Economic vitality drives population expansion, particularly migration, and Texas cities are growing rapidly. The U.S. Census Bureau recently released new population data which included estimates for city population changes from July 2017 to July 2018.
Much of the time, economic series are tracked for “Metropolitan Statistical Areas,” which are normally one or more counties linked to a large central city. While it makes sense from an economic perspective in that these clusters of counties are functioning largely together as an economic unit, slicing the data this way often conceals part of what’s going on. For example, the Dallas-Plano-Irving Metropolitan Division is seven counties centered on Dallas and includes several other cities which are growing rapidly.

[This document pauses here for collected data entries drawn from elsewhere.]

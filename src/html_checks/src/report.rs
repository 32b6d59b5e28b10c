use std::{
    collections::BTreeMap,
    io::{self, Write},
};

use serde::Serialize;
use serde_json::ser::{PrettyFormatter, Serializer};

use crate::error::CheckResult;

const JSON_INDENT: &[u8] = b"    ";

/// Selector to presence flag, keyed in code-point order. A selector listed
/// twice ends up as a single key.
#[derive(Debug, Clone, Default, PartialEq, Eq, Serialize)]
#[serde(transparent)]
pub struct CheckResults(BTreeMap<String, bool>);

impl CheckResults {
    pub fn get(&self, selector: &str) -> Option<bool> {
        self.0.get(selector).copied()
    }

    pub fn iter(&self) -> impl Iterator<Item = (&str, bool)> {
        self.0.iter().map(|(selector, present)| (selector.as_str(), *present))
    }

    pub fn len(&self) -> usize {
        self.0.len()
    }

    pub fn is_empty(&self) -> bool {
        self.0.is_empty()
    }

    /// JSON object indented with four spaces, no trailing newline.
    pub fn to_json(&self) -> CheckResult<String> {
        let mut buf = Vec::new();
        let mut ser = Serializer::with_formatter(&mut buf, PrettyFormatter::with_indent(JSON_INDENT));
        self.serialize(&mut ser).map_err(io::Error::from)?;
        let json = String::from_utf8(buf)
            .map_err(|err| io::Error::new(io::ErrorKind::InvalidData, err))?;
        Ok(json)
    }
}

impl FromIterator<(String, bool)> for CheckResults {
    fn from_iter<I: IntoIterator<Item = (String, bool)>>(iter: I) -> Self {
        CheckResults(iter.into_iter().collect())
    }
}

/// Writes the results as JSON followed by a newline.
pub fn report<W: Write>(results: &CheckResults, out: &mut W) -> CheckResult<()> {
    let json = results.to_json()?;
    writeln!(out, "{json}")?;
    out.flush()?;
    Ok(())
}
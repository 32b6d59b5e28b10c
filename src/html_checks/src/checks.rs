use std::path::Path;

use tracing::debug;

use crate::{
    error::{CheckError, CheckResult},
    files::load_file,
};

/// The CSS selectors to look for, sorted by code point.
#[derive(Debug, Clone, Default, PartialEq, Eq)]
pub struct ChecksList {
    selectors: Vec<String>,
}

impl ChecksList {
    pub fn new(mut selectors: Vec<String>) -> Self {
        selectors.sort();
        ChecksList { selectors }
    }

    /// Reads a JSON array of selector strings from `path`.
    pub fn load(path: &Path) -> CheckResult<Self> {
        let content = load_file(path)?;
        let checks = Self::from_json_slice(&content, path)?;
        debug!(path = %path.display(), checks = checks.len(), "checks loaded");
        Ok(checks)
    }

    /// `origin` is only used to name the source in errors.
    pub fn from_json_slice(content: &[u8], origin: &Path) -> CheckResult<Self> {
        let selectors: Vec<String> =
            serde_json::from_slice(content).map_err(|source| CheckError::MalformedChecks {
                path: origin.to_path_buf(),
                source,
            })?;
        Ok(Self::new(selectors))
    }

    pub fn iter(&self) -> impl Iterator<Item = &str> {
        self.selectors.iter().map(String::as_str)
    }

    pub fn len(&self) -> usize {
        self.selectors.len()
    }

    pub fn is_empty(&self) -> bool {
        self.selectors.is_empty()
    }
}
use std::{fs, path::Path};

use tracing::trace;

use crate::error::{CheckError, CheckResult};

pub const HTMLFILE_DEFAULT: &str = "index.html";
pub const CHECKSFILE_DEFAULT: &str = "checks.json";

/// Fails with [`CheckError::MissingFile`] unless `path` is an existing file.
pub fn assert_file_exists(path: &Path) -> CheckResult<&Path> {
    if path.is_file() {
        Ok(path)
    } else {
        Err(CheckError::MissingFile {
            path: path.to_path_buf(),
        })
    }
}

pub fn load_file(path: &Path) -> CheckResult<Vec<u8>> {
    let path = assert_file_exists(path)?;
    let content = fs::read(path)?;
    trace!(path = %path.display(), size = content.len(), "file loaded");
    Ok(content)
}
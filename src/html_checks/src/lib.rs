//! Reports which CSS selectors from a checks file match an HTML document.
//!
//! The document is parsed with [`scraper`] and may come from disk or from a
//! single HTTP `GET`. The report is a JSON object of selector to presence
//! flag, keys sorted, indented with four spaces.

use std::{io, path::Path};

pub mod checker;
pub mod checks;
pub mod document;
pub mod error;
pub mod evaluate;
pub mod fetch;
pub mod files;
pub mod report;

pub use checker::{Checker, InputSource};
pub use checks::ChecksList;
pub use document::{DocumentParser, HtmlDocument, ScraperParser, SelectorQuery};
pub use error::{CheckError, CheckResult};
pub use evaluate::evaluate;
pub use fetch::{Fetcher, HttpFetcher};
pub use files::{assert_file_exists, load_file, CHECKSFILE_DEFAULT, HTMLFILE_DEFAULT};
pub use report::{report, CheckResults};

/// Checks `html_file` against the selectors in `checks_file` and prints the
/// JSON report to stdout.
pub fn check_html_file(html_file: &Path, checks_file: &Path) -> CheckResult<()> {
    let html = load_file(html_file)?;
    let results = check_html_buffer(&html, checks_file)?;
    report(&results, &mut io::stdout().lock())
}

/// Evaluates already-loaded HTML without printing anything.
pub fn check_html_buffer(html: &[u8], checks_file: &Path) -> CheckResult<CheckResults> {
    let checker: Checker = Checker::default();
    checker.check_buffer(html, checks_file)
}
use async_trait::async_trait;
use tracing::{debug, warn};

use crate::error::{CheckError, CheckResult};

/// Retrieves a remote document's body.
#[async_trait]
pub trait Fetcher {
    async fn fetch(&self, url: &str) -> CheckResult<Vec<u8>>;
}

/// Issues a single `GET`, no retries, with the client's default timeouts.
/// Only transport failures are errors; an error page is still a document.
#[derive(Debug, Clone, Default)]
pub struct HttpFetcher {
    client: reqwest::Client,
}

impl HttpFetcher {
    pub fn new(client: reqwest::Client) -> Self {
        HttpFetcher { client }
    }
}

#[async_trait]
impl Fetcher for HttpFetcher {
    async fn fetch(&self, url: &str) -> CheckResult<Vec<u8>> {
        let network_error = |err: reqwest::Error| {
            warn!(url, error = %err, "fetch failed");
            CheckError::Network {
                url: url.to_string(),
                message: err.to_string(),
            }
        };

        let response = self
            .client
            .get(url)
            .send()
            .await
            .map_err(network_error)?;
        let status = response.status();
        if status.is_success() {
            debug!(url, %status, "fetched");
        } else {
            warn!(url, %status, "non-success status, checking the body anyway");
        }

        let body = response.bytes().await.map_err(network_error)?;
        Ok(body.to_vec())
    }
}

#[cfg(test)]
mod tests {
    use pretty_assertions::assert_eq;
    use tokio::{
        io::{AsyncReadExt, AsyncWriteExt},
        net::TcpListener,
    };

    use super::*;

    /// Serves exactly one canned HTTP response and returns the URL to hit.
    async fn serve_once(status_line: &'static str, body: &'static str) -> String {
        let listener = TcpListener::bind("127.0.0.1:0").await.unwrap();
        let addr = listener.local_addr().unwrap();
        tokio::spawn(async move {
            let (mut socket, _) = listener.accept().await.unwrap();
            let mut buf = [0u8; 4096];
            let _ = socket.read(&mut buf).await.unwrap();
            let response = format!(
                "{status_line}\r\nContent-Type: text/html\r\nContent-Length: {}\r\nConnection: close\r\n\r\n{body}",
                body.len()
            );
            socket.write_all(response.as_bytes()).await.unwrap();
            socket.shutdown().await.unwrap();
        });
        format!("http://{addr}/index.html")
    }

    #[tokio::test]
    async fn test_fetch_body() {
        let url = serve_once("HTTP/1.1 200 OK", "<a href=\"#\">x</a>").await;
        let body = HttpFetcher::default().fetch(&url).await.unwrap();
        assert_eq!(body, b"<a href=\"#\">x</a>".to_vec());
    }

    #[tokio::test]
    async fn test_error_status_still_returns_body() {
        let url = serve_once("HTTP/1.1 404 Not Found", "<h1>Not Found</h1>").await;
        let body = HttpFetcher::default().fetch(&url).await.unwrap();
        assert_eq!(body, b"<h1>Not Found</h1>".to_vec());
    }

    #[tokio::test]
    async fn test_unreachable_host() {
        // Reserve a port, then free it so nothing is listening there.
        let listener = TcpListener::bind("127.0.0.1:0").await.unwrap();
        let url = format!("http://{}/", listener.local_addr().unwrap());
        drop(listener);

        let err = HttpFetcher::default().fetch(&url).await.unwrap_err();
        assert!(matches!(err, CheckError::Network { .. }));
        assert_eq!(err.exit_code(), 1);
    }
}
use std::{io, path::PathBuf};

use clap::{Parser, ValueEnum};
use html_checks::{
    assert_file_exists, CheckError, Checker, InputSource, CHECKSFILE_DEFAULT, HTMLFILE_DEFAULT,
};
use serde::Serialize;
use tracing::info;

pub mod service_management;

#[derive(Debug, Clone, Copy, ValueEnum, Default, Serialize)]
pub enum LogMode {
    Full,
    Json,
    #[default]
    Compact,
}

/// Grades an HTML document for the presence of the CSS selectors listed in a
/// JSON checks file.
#[derive(Debug, Serialize, Parser, Clone)]
#[command(author, version, about, long_about = None)]
pub struct Cli {
    /// URL address of html file.
    #[arg(short, long, value_name = "LINK_ADDRESS", env = "GRADER_URL")]
    pub url: Option<String>,

    /// Path to html file. Defaults to index.html
    #[arg(short, long, value_name = "HTML_FILE", env = "GRADER_HTML_FILE")]
    pub file: Option<PathBuf>,

    /// Path to JSON rules file. Defaults to checks.json
    #[arg(short, long, value_name = "CHECK_FILE", env = "GRADER_CHECKS_FILE")]
    pub checks: Option<PathBuf>,

    /// Turn debugging information on (repeat for higher levels)
    #[arg(short, long, action = clap::ArgAction::Count, env = "GRADER_DEBUG")]
    pub debug: u8,

    /// Output logs in json format.
    #[clap(long, value_enum)]
    pub log_mode: Option<LogMode>,

    /// File for logs to be written to
    #[arg(long, value_parser)]
    pub log_file: Option<PathBuf>,

    /// Generate a Markdown file of all CLI commands and options
    #[arg(long)]
    pub help_markdown: bool,
}

impl Cli {
    /// A URL wins over a file path when both are given.
    pub fn source(&self) -> InputSource {
        match &self.url {
            Some(url) => InputSource::Url(url.clone()),
            None => InputSource::File(
                self.file
                    .clone()
                    .unwrap_or_else(|| PathBuf::from(HTMLFILE_DEFAULT)),
            ),
        }
    }

    pub fn checks_file(&self) -> PathBuf {
        self.checks
            .clone()
            .unwrap_or_else(|| PathBuf::from(CHECKSFILE_DEFAULT))
    }

    /// Explicitly supplied paths must exist up front, whichever mode runs.
    /// Defaults are only checked when they are read.
    pub fn validate(&self) -> Result<(), CheckError> {
        for path in [&self.file, &self.checks].into_iter().flatten() {
            assert_file_exists(path)?;
        }
        Ok(())
    }
}

pub async fn execute(cli: &Cli) -> anyhow::Result<()> {
    if cli.help_markdown {
        clap_markdown::print_help_markdown::<Cli>();
        return Ok(());
    }

    cli.validate()?;
    let source = cli.source();
    let checker: Checker = Checker::default();
    let results = checker
        .run(&source, &cli.checks_file(), &mut io::stdout())
        .await?;
    info!(?source, checks = results.len(), "report written");
    Ok(())
}

/// Prints `err` where the caller expects it and returns the exit code.
/// Missing files and fetch failures go to stdout with exit code 1; anything
/// else goes to stderr.
pub fn report_failure(err: &anyhow::Error) -> u8 {
    match err.downcast_ref::<CheckError>() {
        Some(check_err) if check_err.reports_on_stdout() => {
            println!("{check_err}");
            check_err.exit_code()
        }
        Some(check_err) => {
            eprintln!("{check_err}");
            check_err.exit_code()
        }
        None => {
            eprintln!("Error: {err:#}");
            2
        }
    }
}
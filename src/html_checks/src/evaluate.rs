use tracing::trace;

use crate::{
    checks::ChecksList,
    document::SelectorQuery,
    error::CheckResult,
    report::CheckResults,
};

/// Records, for every selector, whether the document has at least one match.
/// The first selector the engine rejects aborts the whole evaluation.
pub fn evaluate<D: SelectorQuery + ?Sized>(
    document: &D,
    checks: &ChecksList,
) -> CheckResult<CheckResults> {
    checks
        .iter()
        .map(|selector| -> CheckResult<(String, bool)> {
            let present = document.matches_any(selector)?;
            trace!(selector, present, "check evaluated");
            Ok((selector.to_string(), present))
        })
        .collect()
}
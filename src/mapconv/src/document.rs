//! Map document assembly and serialization
//!
//! [`MapDocument`] keeps a fixed, typed shape. Field names are only applied
//! when serializing, through [`MapDocument::keyed`].

use serde::ser::{SerializeMap, SerializeSeq};
use serde::{Serialize, Serializer};

use crate::classify::{Categories, Category, ClassifiedRecord};
use crate::index::Dimensions;
use crate::keys::{KeyNames, RecordKeys};

/// One decoded map
///
/// `tileset` is supplied by the caller: the binary files carry no tileset
/// identifier, so it cannot be recovered from them.
#[derive(Debug, Clone, PartialEq, Eq)]
pub struct MapDocument {
    pub width: i32,
    pub height: i32,
    pub depth: i32,
    /// First layer tile ids, row-major, `width * height` long
    pub tiles: Vec<i32>,
    pub tileset: String,
    pub objects: Vec<ClassifiedRecord>,
    pub units: Vec<ClassifiedRecord>,
    pub doors: Vec<ClassifiedRecord>,
    pub traps: Vec<ClassifiedRecord>,
    pub stairs: Vec<ClassifiedRecord>,
    pub medals: Vec<ClassifiedRecord>,
    pub interactables: Vec<ClassifiedRecord>,
}

/// Merge decoded parts into a document
///
/// Unrecognized records in `categories` are not part of the document and are
/// discarded here; report them before assembling.
pub fn assemble(
    dims: Dimensions,
    tiles: Vec<i32>,
    categories: Categories,
    tileset: impl Into<String>,
) -> MapDocument {
    let Categories {
        objects,
        units,
        doors,
        traps,
        stairs,
        medals,
        interactables,
        unrecognized: _,
    } = categories;

    MapDocument {
        width: dims.width,
        height: dims.height,
        depth: dims.depth,
        tiles,
        tileset: tileset.into(),
        objects,
        units,
        doors,
        traps,
        stairs,
        medals,
        interactables,
    }
}

impl MapDocument {
    /// Records in one category
    pub fn category(&self, category: Category) -> &[ClassifiedRecord] {
        match category {
            Category::Object => &self.objects,
            Category::Unit => &self.units,
            Category::Door => &self.doors,
            Category::Trap => &self.traps,
            Category::Stairs => &self.stairs,
            Category::Medal => &self.medals,
            Category::Interactable => &self.interactables,
        }
    }

    /// View that serializes with the given field names
    pub fn keyed<'a>(&'a self, keys: &'a KeyNames) -> KeyedDocument<'a> {
        KeyedDocument {
            document: self,
            keys,
        }
    }
}

/// A [`MapDocument`] paired with its output field names
#[derive(Debug, Clone, Copy)]
pub struct KeyedDocument<'a> {
    document: &'a MapDocument,
    keys: &'a KeyNames,
}

impl Serialize for KeyedDocument<'_> {
    fn serialize<S: Serializer>(&self, serializer: S) -> Result<S::Ok, S::Error> {
        let doc = self.document;
        let keys = self.keys;

        let mut map = serializer.serialize_map(Some(5 + Category::ALL.len()))?;
        map.serialize_entry(&keys.width, &doc.width)?;
        map.serialize_entry(&keys.height, &doc.height)?;
        map.serialize_entry(&keys.depth, &doc.depth)?;
        map.serialize_entry(&keys.tiles, &doc.tiles)?;
        for category in Category::ALL {
            let list = KeyedList {
                records: doc.category(category),
                keys: keys.record(category),
            };
            map.serialize_entry(keys.list(category), &list)?;
        }
        map.serialize_entry(&keys.tileset, &doc.tileset)?;
        map.end()
    }
}

struct KeyedList<'a> {
    records: &'a [ClassifiedRecord],
    keys: &'a RecordKeys,
}

impl Serialize for KeyedList<'_> {
    fn serialize<S: Serializer>(&self, serializer: S) -> Result<S::Ok, S::Error> {
        let mut seq = serializer.serialize_seq(Some(self.records.len()))?;
        for record in self.records {
            seq.serialize_element(&KeyedRecord {
                record,
                keys: self.keys,
            })?;
        }
        seq.end()
    }
}

struct KeyedRecord<'a> {
    record: &'a ClassifiedRecord,
    keys: &'a RecordKeys,
}

impl Serialize for KeyedRecord<'_> {
    fn serialize<S: Serializer>(&self, serializer: S) -> Result<S::Ok, S::Error> {
        let (record, keys) = (self.record, self.keys);
        let len = 5 + usize::from(record.tile.is_some()) + usize::from(record.label.is_some());

        let mut map = serializer.serialize_map(Some(len))?;
        map.serialize_entry(&keys.id, &record.id)?;
        map.serialize_entry(&keys.x, &record.x)?;
        map.serialize_entry(&keys.y, &record.y)?;
        map.serialize_entry(&keys.prop, &record.prop)?;
        map.serialize_entry(&keys.kind, &record.kind)?;
        if let Some(tile) = record.tile {
            map.serialize_entry(&keys.tile, &tile)?;
        }
        if let Some(label) = record.label {
            map.serialize_entry(&keys.label, label)?;
        }
        map.end()
    }
}

#[cfg(test)]
mod tests {
    use super::*;
    use crate::classify::classify;
    use crate::objects::RawRecord;
    use serde_json::{json, Value};

    fn sample() -> MapDocument {
        let records = [
            RawRecord {
                id: 9,
                x: 3,
                y: 4,
                prop: 0,
                kind: 2,
            },
            RawRecord {
                id: 12,
                x: 1,
                y: 1,
                prop: 5,
                kind: 1,
            },
            RawRecord {
                id: 50,
                x: 0,
                y: 0,
                prop: 0,
                kind: 2,
            },
        ];
        let dims = Dimensions {
            width: 2,
            height: 1,
            depth: 1,
        };
        assemble(dims, vec![7, 8], classify(records), "tilemap1")
    }

    #[test]
    fn test_assemble_drops_unrecognized() {
        let doc = sample();
        assert_eq!(doc.interactables.len(), 1);
        assert_eq!(doc.units.len(), 1);
        let total: usize = Category::ALL.iter().map(|c| doc.category(*c).len()).sum();
        assert_eq!(total, 2);
        assert_eq!(doc.tileset, "tilemap1");
    }

    #[test]
    fn test_serialize_default_keys() {
        let doc = sample();
        let keys = KeyNames::default();
        let value = serde_json::to_value(doc.keyed(&keys)).unwrap();

        assert_eq!(
            value,
            json!({
                "width": 2,
                "height": 1,
                "depth": 1,
                "tiles": [7, 8],
                "objects": [],
                "doors": [],
                "interactables": [
                    { "id": 9, "x": 3, "y": 4, "prop": 0, "type": 2, "tile": 729, "use": "Ballot Box" }
                ],
                "medals": [],
                "stairs": [],
                "traps": [],
                "units": [
                    { "id": 12, "x": 1, "y": 1, "prop": 5, "type": 1 }
                ],
                "tileset": "tilemap1"
            })
        );
    }

    #[test]
    fn test_serialize_remapped_keys() {
        let doc = sample();
        let mut keys = KeyNames::default();
        keys.tiles = "data".to_string();
        keys.tileset = "atlas".to_string();
        keys.interactables = "usables".to_string();
        keys.interactables_list.label = "kind".to_string();
        keys.interactables_list.kind = "category".to_string();

        let value = serde_json::to_value(doc.keyed(&keys)).unwrap();
        assert_eq!(value["data"], json!([7, 8]));
        assert_eq!(value["atlas"], json!("tilemap1"));
        assert!(value.get("tiles").is_none());
        assert!(value.get("interactables").is_none());

        let usable = &value["usables"][0];
        assert_eq!(usable["kind"], json!("Ballot Box"));
        assert_eq!(usable["category"], json!(2));
        assert!(usable.get("use").is_none());

        // Other categories keep their own key maps
        assert_eq!(value["units"][0]["type"], json!(1));
    }

    #[test]
    fn test_serialize_key_order() {
        let doc = sample();
        let keys = KeyNames::default();
        let text = serde_json::to_string(&doc.keyed(&keys)).unwrap();
        let order: Vec<usize> = [
            "\"width\"",
            "\"height\"",
            "\"depth\"",
            "\"tiles\"",
            "\"objects\"",
            "\"doors\"",
            "\"interactables\"",
            "\"medals\"",
            "\"stairs\"",
            "\"traps\"",
            "\"units\"",
            "\"tileset\"",
        ]
        .iter()
        .map(|k| text.find(k).unwrap())
        .collect();
        assert!(order.windows(2).all(|w| w[0] < w[1]), "{text}");

        let _: Value = serde_json::from_str(&text).unwrap();
    }
}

Of the 15 fastest-growing large (population greater than 50,000) cities, seven are in Texas. New Braunfels ranked second with 7.2 percent expansion, Frisco is fourth, McKinney sixth, Georgetown seventh, Rowlett eighth, Midland, 13th, and Round Rock, 15th. These impressive population centers are outgrowths of larger cities (San Antonio, Dallas, and Austin), with the exception of Midland (which is the epicenter for the current oil surge).
Looking at the cities adding the most new residents (as opposed to the largest percentage gain), five are in Texas.
San Antonio ranked second, adding 20,824 to top 1.53 million. Fort Worth was third (up 19,552 to reach 895,008), Austin sixth (with a 12,504 gain to 964,254), Frisco 10th (up 10,884 to 188,170), and McKinney 13th (up 9,888 to 191,645). It is pretty remarkable that even some of the smaller Texas cities like Frisco and McKinney added more people than the likes of New York, Los Angeles, or Chicago.
As people migrate to areas with abundant jobs, they bring with them the needed skills to enable continued expansion. It’s a virtual cycle, with a large and capable workforce encouraging businesses to locate and expand, which in turn encourages additional people to relocate. Growth begets growth.
At the same time, rapid expansion presents significant challenges.
Housing markets may struggle to absorb new residents, sometimes causing prices to rise and affordability to suffer. Roadways, water systems, and other types of infrastructure take time to expand and congestion and other problems may arise. Additional schools, health care providers, and city services may be required. The list goes on.
Growth can indeed be expensive for cities and other governmental entities, but it’s a clearly desirable condition and far preferable to the alternative. In some parts of the U.S., a lack of opportunities is forcing young people to look elsewhere for meaningful employment. High taxes or exorbitant housing prices are encouraging families to leave other locales. The bottom line is that these high-growth areas of Texas are doing something (actually many things) right.